**Entries shown**

****************

impl LayerId {
    pub fn new() -> Self {
        Self(Uuid::new_v4())
    }
}

impl Default for LayerId {
    fn default() -> Self {
        Self::new()
    }
}

impl std::fmt::Display for LayerId {
    fn fmt(&self, f: &mut std::fmt::Formatter<'_>) -> std::fmt::Result {
        // Short prefix is enough for log lines.
        let s = self.0.simple().to_string();
        write!(f, "{}", &s[..8])
    }
}

#[derive(Clone, Copy, Debug, PartialEq, Eq, Default, Serialize, Deserialize)]
pub enum BlendMode {
    #[default]
    Normal,
    Multiply,
    Screen,
    Add,
}

impl BlendMode {
    pub fn all() -> &'static [BlendMode] {
        &[
            BlendMode::Normal,
            BlendMode::Multiply,
            BlendMode::Screen,
            BlendMode::Add,
        ]
    }

    pub fn name(&self) -> &'static str {
        match self {
            BlendMode::Normal => "Normal",
            BlendMode::Multiply => "Multiply",
            BlendMode::Screen => "Screen",
            BlendMode::Add => "Add",
        }
    }

    /// Stable u8 for host-side serialization.
    pub fn to_u8(&self) -> u8 {
        match self {
            BlendMode::Normal => 0,
            BlendMode::Multiply => 1,
            BlendMode::Screen => 2,
            BlendMode::Add => 3,
        }
    }

    /// Reconstruct from a u8 (unknown values fall back to Normal).
    pub fn from_u8(v: u8) -> Self {
        match v {
            1 => BlendMode::Multiply,
            2 => BlendMode::Screen,
            3 => BlendMode::Add,
            _ => BlendMode::Normal,
        }
    }

    /// CPU reference blend of premultiplied `src` over premultiplied `dst`.
    ///
    /// Matches the GPU blend-state factor pairs channel for channel; used by
    /// merge-down so a merged stack composites identically to the unmerged
    /// one.
    pub fn blend_premul(&self, dst: [f32; 4], src: [f32; 4]) -> [f32; 4] {
        let [sr, sg, sb, sa] = src;
        let [dr, dg, db, da] = dst;
        match self {
            // out = src + dst * (1 - src_alpha)
            BlendMode::Normal => [
                sr + dr * (1.0 - sa),
                sg + dg * (1.0 - sa),
                sb + db * (1.0 - sa),
                sa + da * (1.0 - sa),
            ],
            // out = src * dst + dst * (1 - src_alpha)
            BlendMode::Multiply => [
                sr * dr + dr * (1.0 - sa),
                sg * dg + dg * (1.0 - sa),
                sb * db + db * (1.0 - sa),
                sa + da * (1.0 - sa),
            ],
            // out = src + dst * (1 - src)
            BlendMode::Screen => [
                sr + dr * (1.0 - sr),
                sg + dg * (1.0 - sg),
                sb + db * (1.0 - sb),
                sa + da * (1.0 - sa),
            ],
            // out = src + dst
            BlendMode::Add => [
                (sr + dr).min(1.0),
                (sg + dg).min(1.0),
                (sb + db).min(1.0),
                (sa + da).min(1.0),
            ],
        }
    }
}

****************

**Work to be completed**
Go over the data and return every line that includes the word "Normal".

**Finished exercise**
    Normal,
            BlendMode::Normal,
            BlendMode::Normal => "Normal",
            BlendMode::Normal => 0,
    /// Reconstruct from a u8 (unknown values fall back to Normal).
            _ => BlendMode::Normal,
            BlendMode::Normal => [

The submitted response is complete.